LIQUIDITY AND CAPITAL RESOURCES

     Until the initial public offering of the Company's common stock in 
November 1995, the Company financed its operations, acquired equipment and 
met its working capital requirements through borrowings under its revolving 
line of credit, long-term loans secured by property and equipment and cash 
flow from operations.

     Cash provided by operations totaled $0.5 million for the first nine 
months in 1996 compared to $2.5 million for the same period in 1995. Cash 
provided in the first nine months of 1996 was primarily a result of net 
income offset by decreases in accounts payable. Cash provided in the 
comparable period in 1995 was primarily a result of net income and increases 
in accounts payable and income taxes payable offset by increases in accounts 
receivable and inventories.

     Investing activities, consisting primarily of equipment acquisitions and 
leasehold improvements, used cash of $4.9 million in the first nine months of 
1996, versus $2.4 million in the comparable period in 1995. Financing 
activities in the first nine months of 1996 consisted primarily of note and 
loan repayments and used cash of $0.4 million.  In the comparable period in 
1995, financing activities consisted primarily of proceeds from and 
repayments to the Company's revolving line of credit, proceeds from notes 
payable, and repayment of notes payable and capital lease obligations and 
generated cash of $0.6 million.

     The Company plans to spend approximately $0.4 million through the 
remainder of 1996 for the acquisition of equipment and integrated information 
management system software, leasehold improvements and furnishings.

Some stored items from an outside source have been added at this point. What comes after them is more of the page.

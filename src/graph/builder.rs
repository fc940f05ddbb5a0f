use petgraph::graph::DiGraph;
use std::cmp::Reverse;
use std::collections::{BinaryHeap, HashMap, HashSet};
use tracing::{debug, warn};

use super::{TaskGraph, TaskNode};
use crate::core::{OrchestraError, Result};
use crate::model::{TaskDescriptor, TaskId};

/// Collects task descriptors and validates them into a [`TaskGraph`]
#[derive(Debug, Default)]
pub struct TaskGraphBuilder {
    descriptors: Vec<TaskDescriptor>,
}

impl TaskGraphBuilder {
    pub fn new() -> Self {
        Self::default()
    }

    pub fn add_task(mut self, descriptor: TaskDescriptor) -> Self {
        self.descriptors.push(descriptor);
        self
    }

    pub fn add_tasks<I: IntoIterator<Item = TaskDescriptor>>(mut self, descriptors: I) -> Self {
        self.descriptors.extend(descriptors);
        self
    }

    /// Validate the batch and build the graph
    ///
    /// Fails with `EmptyBatch`, `DuplicateTask`, `UnknownDependency`,
    /// `AmbiguousDependency` or `CycleDetected`. No partial graph is produced.
    pub fn build(self) -> Result<TaskGraph> {
        if self.descriptors.is_empty() {
            return Err(OrchestraError::EmptyBatch);
        }

        let keys = self.collect_keys()?;
        let resolved = self.resolve_dependencies(&keys)?;

        let deps_by_index: Vec<Vec<usize>> = resolved
            .iter()
            .map(|deps| deps.iter().filter_map(|d| keys.get(d).copied()).collect())
            .collect();
        let ids: Vec<TaskId> = self.descriptors.iter().map(|d| d.effective_key()).collect();

        if let Err(cycle) = detect_cycle(&deps_by_index) {
            let cycle: Vec<String> = cycle.into_iter().map(|i| ids[i].clone()).collect();
            warn!(cycle = ?cycle, "Rejected task batch with a dependency cycle");
            return Err(OrchestraError::CycleDetected { cycle });
        }

        // Edges point from a dependency to its dependent
        let mut graph = DiGraph::with_capacity(self.descriptors.len(), 0);
        let mut index = HashMap::with_capacity(self.descriptors.len());
        for (submission, (descriptor, dependencies)) in
            self.descriptors.into_iter().zip(resolved).enumerate()
        {
            let id = descriptor.effective_key();
            let node = graph.add_node(TaskNode {
                id: id.clone(),
                submission,
                descriptor,
                dependencies,
            });
            index.insert(id, node);
        }
        for (to, deps) in deps_by_index.iter().enumerate() {
            for &from in deps {
                graph.add_edge(
                    petgraph::graph::NodeIndex::new(from),
                    petgraph::graph::NodeIndex::new(to),
                    (),
                );
            }
        }

        let order = canonical_order(&deps_by_index);
        let order: Vec<TaskId> = order.into_iter().map(|i| ids[i].clone()).collect();
        let rank = order
            .iter()
            .enumerate()
            .map(|(pos, id)| (id.clone(), pos))
            .collect();

        let task_graph = TaskGraph::assemble(graph, index, order, rank);
        debug!(
            tasks = task_graph.len(),
            levels = task_graph.levels().len(),
            "Task graph built"
        );
        Ok(task_graph)
    }

    fn collect_keys(&self) -> Result<HashMap<TaskId, usize>> {
        let mut keys = HashMap::with_capacity(self.descriptors.len());
        for (i, descriptor) in self.descriptors.iter().enumerate() {
            let key = descriptor.effective_key();
            if keys.insert(key.clone(), i).is_some() {
                return Err(OrchestraError::DuplicateTask { task: key });
            }
        }
        Ok(keys)
    }

    /// Resolve each reference to a task key: exact key first, then a unique task type
    fn resolve_dependencies(&self, keys: &HashMap<TaskId, usize>) -> Result<Vec<Vec<TaskId>>> {
        let mut resolved = Vec::with_capacity(self.descriptors.len());
        for descriptor in &self.descriptors {
            let task = descriptor.effective_key();
            let mut deps: Vec<TaskId> = Vec::with_capacity(descriptor.dependencies.len());
            let mut seen = HashSet::new();

            for reference in &descriptor.dependencies {
                let reference = reference.trim();
                let dep = if keys.contains_key(reference) {
                    reference.to_string()
                } else {
                    let candidates: Vec<TaskId> = self
                        .descriptors
                        .iter()
                        .filter(|d| d.task_type.matches(reference))
                        .map(|d| d.effective_key())
                        .collect();
                    match candidates.len() {
                        0 => {
                            return Err(OrchestraError::UnknownDependency {
                                task,
                                dependency: reference.to_string(),
                            })
                        }
                        1 => candidates.into_iter().next().unwrap_or_default(),
                        _ => {
                            return Err(OrchestraError::AmbiguousDependency {
                                task,
                                dependency: reference.to_string(),
                                candidates,
                            })
                        }
                    }
                };

                if dep == task {
                    return Err(OrchestraError::CycleDetected {
                        cycle: vec![task.clone(), task],
                    });
                }
                if seen.insert(dep.clone()) {
                    deps.push(dep);
                }
            }
            resolved.push(deps);
        }
        Ok(resolved)
    }
}

#[derive(Clone, Copy, PartialEq, Eq)]
enum Mark {
    Unvisited,
    InProgress,
    Done,
}

/// Depth-first search over dependency edges; `Err` carries the cycle path
///
/// Iterative so that long dependency chains cannot exhaust the thread stack.
fn detect_cycle(deps: &[Vec<usize>]) -> std::result::Result<(), Vec<usize>> {
    let mut marks = vec![Mark::Unvisited; deps.len()];
    // (node, index of the next dependency to visit); doubles as the current path
    let mut stack: Vec<(usize, usize)> = Vec::new();
    for start in 0..deps.len() {
        if marks[start] != Mark::Unvisited {
            continue;
        }
        marks[start] = Mark::InProgress;
        stack.push((start, 0));

        while let Some(top) = stack.last_mut() {
            let (node, next) = *top;
            let Some(&dep) = deps[node].get(next) else {
                marks[node] = Mark::Done;
                stack.pop();
                continue;
            };
            top.1 += 1;
            match marks[dep] {
                Mark::Unvisited => {
                    marks[dep] = Mark::InProgress;
                    stack.push((dep, 0));
                }
                Mark::InProgress => {
                    let from = stack.iter().position(|&(n, _)| n == dep).unwrap_or(0);
                    let mut cycle: Vec<usize> = stack[from..].iter().map(|&(n, _)| n).collect();
                    cycle.push(dep);
                    return Err(cycle);
                }
                Mark::Done => {}
            }
        }
    }
    Ok(())
}

/// Kahn's algorithm, always taking the ready task with the lowest submission index
fn canonical_order(deps: &[Vec<usize>]) -> Vec<usize> {
    let mut in_degree: Vec<usize> = deps.iter().map(Vec::len).collect();
    let mut dependents: Vec<Vec<usize>> = vec![Vec::new(); deps.len()];
    for (task, task_deps) in deps.iter().enumerate() {
        for &dep in task_deps {
            dependents[dep].push(task);
        }
    }

    let mut ready: BinaryHeap<Reverse<usize>> = in_degree
        .iter()
        .enumerate()
        .filter(|(_, d)| **d == 0)
        .map(|(i, _)| Reverse(i))
        .collect();

    let mut order = Vec::with_capacity(deps.len());
    while let Some(Reverse(task)) = ready.pop() {
        order.push(task);
        for &dependent in &dependents[task] {
            in_degree[dependent] -= 1;
            if in_degree[dependent] == 0 {
                ready.push(Reverse(dependent));
            }
        }
    }
    order
}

     As of September 30, 1996, the Company had working capital of $34.4 
million. The Company's principal sources of liquidity consisted of $8.5 
million of cash and cash equivalents and $8.0 million available under an $8.0 
million revolving line of credit that bears interest at the prime rate (8.25% 
at October 15, 1996). The Company has the option to convert up to $3.0 
million of its revolving line of credit to a 36-month term loan that would 
bear interest at prime rate plus 0.50%.

     The Company also has a term loan for equipment financing for its US 
operations. At September 30, 1996, $1.2 million was outstanding under the 
term loan, which bears 

                                     12 


interest at prime plus 0.75% and is due July 31, 1999. During the third 
quarter, the Company entered into an agreement for a term loan of $0.2 
million to provide working capital for its Japan operations. The Company also 
entered into an agreement in November 1995, that provides the Company with a 
$1.5 million line of credit to purchase equipment. At September 30, 1996, 
there were no amounts outstanding under this line of credit.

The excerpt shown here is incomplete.